E o autor persuasivo de Le romantisme juridique recorda, para documentar as suas asserções, um outro passo de Esmein, em que o conhecido tratadista pretende refutar a base jurídica do princípio monárquico. É como segue: «Les lois de l’histoire ne créent pas le droit, pas plus que les lois de la pesanteur ou de l’attraction des corps. Le droit est le fils de la liberté, non de la fatalité».
Escusado é assinalar-se a enormidade contida na asseveração de Esmein. Para ele o «permanente da vida social, em lugar de ordem», designa-se por fatalidade, verificando-se na oposição estabelecida tão firmemente entre conceito de ordem, e o conceito de liberdade, como Louis Bourgès aponta, o vício estrutural do subjectivismo moderno que faz do ensino do Direito uma doutrina com tanto de anárquica, como de anticientífica. De semelhante caos intelectual se nutre o falso antagonismo da liberdade com a autoridade, ao ponto de se escrever, com o civilista Planiol, que «la véritable obligation n’existe que pour l’homme qui agit sans la contrainte d’une volonté supérieure à la sienne». Olvidam os que tal sustentam e vulgarizam, tornando lógica e legítima, pela sobreposição crescente da pulverização individualista, aquele «insolidarismo total», de que nos fala o catedrático espanhol Fernández de los Ríos a propósito da sua viagem à Rússia sovietista – olvidam, repito, os que tal sustentam e vulgarizam, com ares de profunda revelação, que o homem é obrigado a respeitar a lei, não porque o legislador lh’a impõe, mas porque a lei, para ser obedecida e respeitada, deve derivar das leis naturais da justiça, «qui constituent un ordre aussi absolu que celui observé par la matiére». «Et lorsque la liberté – remata Louis Bourgès –, échappant à toute contrainte, lui désobéit, le désordre, la ruine du droit, qu’elle produit inévitablemente, sont la preuve que le droit résulte bien d’un rapport nécessaire que la volonté humaine ne peut modifier, en un mot, que le droit ne peut être autre que ce qu’il doit être.»

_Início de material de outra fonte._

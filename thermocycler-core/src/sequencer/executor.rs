//! Program execution
//!
//! The sequencer is a single blocking loop that alternates writes and
//! reads on one channel. Per step it:
//!
//! 1. writes `t<target>\n` and flushes it,
//! 2. reads lines until a status sample lies within tolerance of the target
//!    (`AwaitingTemperature`),
//! 3. reads lines until the hold duration has elapsed since the target was
//!    reached (`Holding`),
//! 4. advances to the next step.
//!
//! Before the first command, a fixed number of banner lines is drained.
//! Cancellation is checked once per read iteration in every phase.

use core::sync::atomic::{AtomicBool, Ordering};

use thermocycler_hal::{LineChannel, Monotonic};
use thermocycler_protocol::{decode_line, SetpointCommand, Telemetry};

use super::error::SequencerError;
use crate::config::RunConfig;
use crate::program::Step;
use crate::safety::{SafetyMonitor, SafetyStatus};
use crate::state::{Event, RunState};
use crate::traits::{Reporter, RunEvent};

/// Receive buffer size; longer lines are truncated by the channel
pub const LINE_BUFFER_SIZE: usize = 256;

/// Step sequencer
///
/// Owns the channel for the duration of a run and is the only writer of
/// [`RunState`].
#[derive(Debug)]
pub struct Sequencer<C, K, R> {
    /// Line channel to the controller
    channel: C,
    /// Monotonic time source
    clock: K,
    /// Run event sink
    reporter: R,
    /// Run parameters
    config: RunConfig,
    /// State of the current (or last) run
    state: RunState,
    /// Link and temperature watchdog
    safety: SafetyMonitor,
}

impl<C, K, R> Sequencer<C, K, R>
where
    C: LineChannel,
    K: Monotonic,
    R: Reporter,
{
    /// Create a new sequencer
    pub fn new(channel: C, clock: K, reporter: R, config: RunConfig) -> Self {
        let now = clock.now();
        Self {
            channel,
            clock,
            reporter,
            config,
            state: RunState::default(),
            safety: SafetyMonitor::new(config.limits, now),
        }
    }

    /// Get the state of the current or last run
    pub fn state(&self) -> RunState {
        self.state
    }

    /// Get the channel
    pub fn channel(&self) -> &C {
        &self.channel
    }

    /// Get the reporter
    pub fn reporter(&self) -> &R {
        &self.reporter
    }

    /// Release the collaborators
    pub fn into_parts(self) -> (C, K, R) {
        (self.channel, self.clock, self.reporter)
    }

    /// Execute a program
    ///
    /// Starts at `config.start_step` and returns once the last step's hold
    /// has elapsed. Channel failures end the run immediately; malformed or
    /// diagnostic lines are reported and skipped. Setting `cancel` stops
    /// the run; once a step setpoint has been sent, the safe temperature
    /// is commanded first.
    pub fn run(
        &mut self,
        program: &[Step],
        cancel: &AtomicBool,
    ) -> Result<(), SequencerError<C::Error>> {
        if program.is_empty() {
            return Err(SequencerError::ProgramEmpty);
        }
        if self.config.start_step >= program.len() {
            return Err(SequencerError::InvalidStartStep);
        }
        let setpoints_valid = self.config.safe_temperature_c.is_finite()
            && program
                .iter()
                .all(|step| step.target_temperature_c().is_finite());
        if !setpoints_valid {
            return Err(SequencerError::InvalidSetpoint);
        }
        let tolerance_c = self.config.tolerance_c;
        if !(tolerance_c.is_finite() && tolerance_c > 0.0) {
            return Err(SequencerError::InvalidTolerance);
        }

        let now = self.clock.now();
        self.state.start(self.config.start_step);
        self.safety = SafetyMonitor::new(self.config.limits, now);

        let result = self.execute(program, cancel);

        if let Some(reason) = result.as_ref().err().and_then(SequencerError::abort_reason) {
            let now = self.clock.now();
            self.state.apply(Event::Abort(reason), now);
            self.reporter.report(&RunEvent::Aborted {
                step: self.state.step_index(),
                total: program.len(),
                reason,
            });
        }

        result
    }

    fn execute(
        &mut self,
        program: &[Step],
        cancel: &AtomicBool,
    ) -> Result<(), SequencerError<C::Error>> {
        self.handshake(cancel)?;
        let now = self.clock.now();
        self.state.apply(Event::HandshakeComplete, now);

        let total = program.len();
        while let Some(step) = program.get(self.state.step_index()).copied() {
            let index = self.state.step_index();
            let target_c = step.target_temperature_c();

            self.send_setpoint(target_c)?;
            self.reporter.report(&RunEvent::SetpointSent {
                step: index,
                total,
                target_c,
            });

            self.await_temperature(index, total, &step, cancel)?;
            self.hold(index, total, &step, cancel)?;
            self.reporter.report(&RunEvent::StepComplete { step: index, total });

            let event = if index + 1 < total {
                Event::NextStep
            } else {
                Event::ProgramFinished
            };
            let now = self.clock.now();
            if self.state.apply(event, now).is_terminal() {
                self.reporter.report(&RunEvent::ProgramComplete { total });
                break;
            }
        }

        Ok(())
    }

    /// Drain the controller's startup banner
    fn handshake(&mut self, cancel: &AtomicBool) -> Result<(), SequencerError<C::Error>> {
        let mut buf = [0u8; LINE_BUFFER_SIZE];
        let mut drained = 0u8;

        while drained < self.config.handshake_lines {
            if let Some(line) = self.poll_line(&mut buf, cancel)? {
                drained += 1;
                self.reporter.report(&RunEvent::HandshakeLine {
                    index: drained,
                    line,
                });
            }
        }

        Ok(())
    }

    /// Read lines until a sample lies within tolerance of the target
    fn await_temperature(
        &mut self,
        index: usize,
        total: usize,
        step: &Step,
        cancel: &AtomicBool,
    ) -> Result<(), SequencerError<C::Error>> {
        let target_c = step.target_temperature_c();
        let mut buf = [0u8; LINE_BUFFER_SIZE];

        loop {
            let Some(line) = self.poll_line(&mut buf, cancel)? else {
                continue;
            };

            match decode_line(line) {
                Ok(Telemetry::Status(sample)) => {
                    let measured_c = sample.measured_temperature;
                    self.reporter.report(&RunEvent::Heating {
                        step: index,
                        total,
                        target_c,
                        sample: &sample,
                    });
                    self.check_sample(measured_c)?;

                    if step.is_reached(measured_c, self.config.tolerance_c) {
                        let now = self.clock.now();
                        self.state.apply(Event::TemperatureReached, now);
                        self.reporter.report(&RunEvent::TemperatureReached {
                            step: index,
                            total,
                            target_c,
                            measured_c,
                        });
                        return Ok(());
                    }
                }
                Ok(Telemetry::Info(info)) => {
                    self.reporter
                        .report(&RunEvent::StatusMessage { text: info.text });
                }
                Err(error) => {
                    self.reporter
                        .report(&RunEvent::MalformedLine { line, error });
                }
            }
        }
    }

    /// Read lines until the hold duration has elapsed
    ///
    /// Elapsed time is checked before every read, so a zero hold ends
    /// without reading and the phase ends on the first iteration at or
    /// after the deadline, whatever the last line contained.
    fn hold(
        &mut self,
        index: usize,
        total: usize,
        step: &Step,
        cancel: &AtomicBool,
    ) -> Result<(), SequencerError<C::Error>> {
        let hold = step.hold();
        let mut buf = [0u8; LINE_BUFFER_SIZE];

        loop {
            let elapsed = self.state.hold_elapsed(self.clock.now()).unwrap_or(hold);
            if elapsed >= hold {
                return Ok(());
            }

            let Some(line) = self.poll_line(&mut buf, cancel)? else {
                continue;
            };

            match decode_line(line) {
                Ok(Telemetry::Status(sample)) => {
                    let elapsed = self.state.hold_elapsed(self.clock.now()).unwrap_or(hold);
                    self.reporter.report(&RunEvent::Holding {
                        step: index,
                        total,
                        elapsed,
                        hold,
                        sample: &sample,
                    });
                    self.check_sample(sample.measured_temperature)?;
                }
                Ok(Telemetry::Info(info)) => {
                    self.reporter
                        .report(&RunEvent::StatusMessage { text: info.text });
                }
                Err(error) => {
                    self.reporter
                        .report(&RunEvent::MalformedLine { line, error });
                }
            }
        }
    }

    /// One read iteration: check cancellation, read, check link health
    fn poll_line<'b>(
        &mut self,
        buf: &'b mut [u8],
        cancel: &AtomicBool,
    ) -> Result<Option<&'b [u8]>, SequencerError<C::Error>> {
        if cancel.load(Ordering::Acquire) {
            if self.state.phase().setpoint_active() {
                let safe_c = self.config.safe_temperature_c;
                self.send_setpoint(safe_c)?;
                self.reporter
                    .report(&RunEvent::ShutdownSent { target_c: safe_c });
            }
            return Err(SequencerError::Cancelled);
        }

        match self.channel.read_line(buf) {
            Ok(Some(len)) => {
                self.safety.line_received(self.clock.now());
                let line: &'b [u8] = buf;
                Ok(Some(&line[..len.min(line.len())]))
            }
            Ok(None) => match self.safety.check_link(self.clock.now()) {
                SafetyStatus::Ok => Ok(None),
                SafetyStatus::Fault(_) => Err(self.fault(SequencerError::ChannelTimeout)),
            },
            Err(err) => Err(SequencerError::ChannelRead(err)),
        }
    }

    fn check_sample(&mut self, measured_c: f32) -> Result<(), SequencerError<C::Error>> {
        match self.safety.check_temperature(measured_c) {
            SafetyStatus::Ok => Ok(()),
            SafetyStatus::Fault(_) => Err(self.fault(SequencerError::OverTemperature)),
        }
    }

    /// Command the safe temperature on a safety fault
    ///
    /// Best effort: the link may already be gone, and the fault is
    /// returned either way. Nothing is written before the first step
    /// setpoint, since any setpoint enables the Peltier.
    fn fault(&mut self, error: SequencerError<C::Error>) -> SequencerError<C::Error> {
        let safe_c = self.config.safe_temperature_c;
        if self.state.phase().setpoint_active() && self.send_setpoint(safe_c).is_ok() {
            self.reporter
                .report(&RunEvent::ShutdownSent { target_c: safe_c });
        }
        error
    }

    /// Write a setpoint command and flush it before any further read
    fn send_setpoint(&mut self, target_c: f32) -> Result<(), SequencerError<C::Error>> {
        let line = SetpointCommand::new(target_c)
            .and_then(|cmd| cmd.encode_to_string())
            .map_err(|_| SequencerError::InvalidSetpoint)?;

        self.channel
            .write_blocking(line.as_bytes())
            .map_err(SequencerError::ChannelWrite)?;
        self.channel.flush().map_err(SequencerError::ChannelWrite)?;

        Ok(())
    }
}
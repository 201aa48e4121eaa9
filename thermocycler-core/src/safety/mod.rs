//! Safety monitoring
//!
//! Detects fault conditions that end a run.

pub mod monitor;

pub use monitor::{SafetyMonitor, SafetyStatus};
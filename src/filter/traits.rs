// Sentiment classifier trait — swap-ready abstraction.
//
// Reviews from platforms without star ratings (social mentions, forum
// posts) still need to participate in complaint analysis. This trait lets
// the filter ask "is this text a complaint?" without caring whether the
// answer comes from a lexicon, a local model, or an external service.

/// Trait for classifying unrated review text as negative or not.
pub trait SentimentClassifier: Send + Sync {
    /// True when the text reads as a complaint.
    fn is_negative(&self, text: &str) -> bool;
}
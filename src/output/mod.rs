// Output formatting — terminal display and markdown report generation.

pub mod markdown;
pub mod terminal;

/// Truncate a string to at most `max_chars` characters, appending "..." if truncated.
///
/// Unlike byte slicing (`&text[..120]`), this respects UTF-8 character boundaries
/// and will never panic on multi-byte characters like emoji or accented letters.
pub fn truncate_chars(text: &str, max_chars: usize) -> String {
    let char_count = text.chars().count();
    if char_count <= max_chars {
        text.to_string()
    } else {
        let truncated: String = text.chars().take(max_chars).collect();
        format!("{truncated}...")
    }
}
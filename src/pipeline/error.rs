// Pipeline stages and the typed error taxonomy.
//
// Item-level problems (one review failing normalization or embedding) are
// absorbed inside the stages and only counted. What surfaces here is the
// stage-level taxonomy: a capability broke, a stage blew its time budget,
// or the run was cancelled. Each variant names the stage so the caller can
// retry or alert with context.

use serde::{Deserialize, Serialize};
use thiserror::Error;

/// The sequential stages of one analysis run.
#[derive(Debug, Clone, Copy, PartialEq, Eq, Serialize, Deserialize)]
pub enum Stage {
    Filtering,
    Embedding,
    Clustering,
    Labeling,
    Ranking,
}

impl Stage {
    pub fn as_str(&self) -> &'static str {
        match self {
            Stage::Filtering => "filtering",
            Stage::Embedding => "embedding",
            Stage::Clustering => "clustering",
            Stage::Labeling => "labeling",
            Stage::Ranking => "ranking",
        }
    }
}

impl std::fmt::Display for Stage {
    fn fmt(&self, f: &mut std::fmt::Formatter<'_>) -> std::fmt::Result {
        write!(f, "{}", self.as_str())
    }
}

/// Stage-level failures. Insufficient data is deliberately absent — that
/// outcome is a valid AnalysisResult, not an error.
#[derive(Debug, Error)]
pub enum PipelineError {
    /// The run was handed a configuration the pipeline cannot honor.
    #[error("invalid analysis configuration: {source}")]
    Config {
        #[source]
        source: anyhow::Error,
    },

    /// A capability (embedding, labeling) failed at the batch level.
    #[error("{stage} stage failed: {source}")]
    Capability {
        stage: Stage,
        #[source]
        source: anyhow::Error,
    },

    /// A stage exceeded its soft time budget.
    #[error("{stage} stage exceeded its {seconds}s budget")]
    Timeout { stage: Stage, seconds: u64 },

    /// Cooperative cancellation was observed between stages. Distinguished
    /// from failure: nothing broke, the caller asked the run to stop.
    #[error("analysis cancelled before the {stage} stage")]
    Cancelled { stage: Stage },
}

impl PipelineError {
    /// The stage this error is attributed to, when one applies.
    pub fn stage(&self) -> Option<Stage> {
        match self {
            PipelineError::Config { .. } => None,
            PipelineError::Capability { stage, .. }
            | PipelineError::Timeout { stage, .. }
            | PipelineError::Cancelled { stage } => Some(*stage),
        }
    }

    pub fn is_cancelled(&self) -> bool {
        matches!(self, PipelineError::Cancelled { .. })
    }
}

#[cfg(test)]
mod tests {
    use super::*;

    #[test]
    fn test_error_names_the_stage() {
        let err = PipelineError::Timeout {
            stage: Stage::Embedding,
            seconds: 120,
        };
        assert_eq!(err.stage(), Some(Stage::Embedding));
        assert!(err.to_string().contains("embedding"));
        assert!(err.to_string().contains("120"));
    }

    #[test]
    fn test_cancelled_is_not_capability() {
        let err = PipelineError::Cancelled {
            stage: Stage::Labeling,
        };
        assert!(err.is_cancelled());
        assert_eq!(err.stage(), Some(Stage::Labeling));
    }
}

Porque o Direito não pode ser diferente daquilo que tem de ser, é que nós vemos negadores como Duguit, partindo de um critério absolutamente objectivo e até por vezes grosseiramente realista, aproximarem-se da ideia ou noção de «direito», em que se inspiram as teorias tradicionalistas. O que sucede nos âmbitos restritos das Universidades ou dos tratados, sucede igualmente no campo imediato dos acontecimentos. Vale como um símbolo o título de um livro curiosíssimo do professor de Montpellier, Gaston Morin – La révolte des faits contre le Code.[3] Encontra-se Gaston Morin bem longe de ser um tradicionalista, mas incorporado na grande corrente de reacção instintiva do tempo presente, é verdadeiramente um «renovador, ainda que em campo restricto e dominado embora por preconceitos sociológicos insubsistentes. Eis como ele se nos confessa: «Si le législateur néglige d’intervenir, il se produit dans l’évolution un moment critique où l’incohérence est compléte entre les formules juridiques et la réalité, où la vie, pour ainsi dire, se rebelle contre les formules qui prétendent l’enfermer. La société entre en contradiction avec elle-même.» E acrescentando que outra não é a crise da hora presente, Gaston Morin desenvolve o seu pensamento, imbuído, sem dúvida, de um falso relativismo, mas com cuja essência nos achamos perfeitamente de acordo. Como no Estado actual o indivíduo é a sua base, também no Código Civil, reflexo da arquitectura do Estado, a lei só atende ao indivíduo. «La révolution avait, au nom de la liberté humaine, dissout tous les corps constitués, interdit pour l’avenir tous les groupements – insculpe Gaston Morin no seu notável estudo. – Elle ne voulait respecter dans la société, en face de l’État, que les individus isolés, qui tous étaient regardés comme autant de souverainetés égalles entre elles.» E adita: «Le Code Civil tire le corrollaire logique de la doctrine en décidant que nul ne peut être obligé par la volonté d’autrui, mais seulement par sa volonté personnelle s’exprimant dans un contrat. Il est le code de l’individu.»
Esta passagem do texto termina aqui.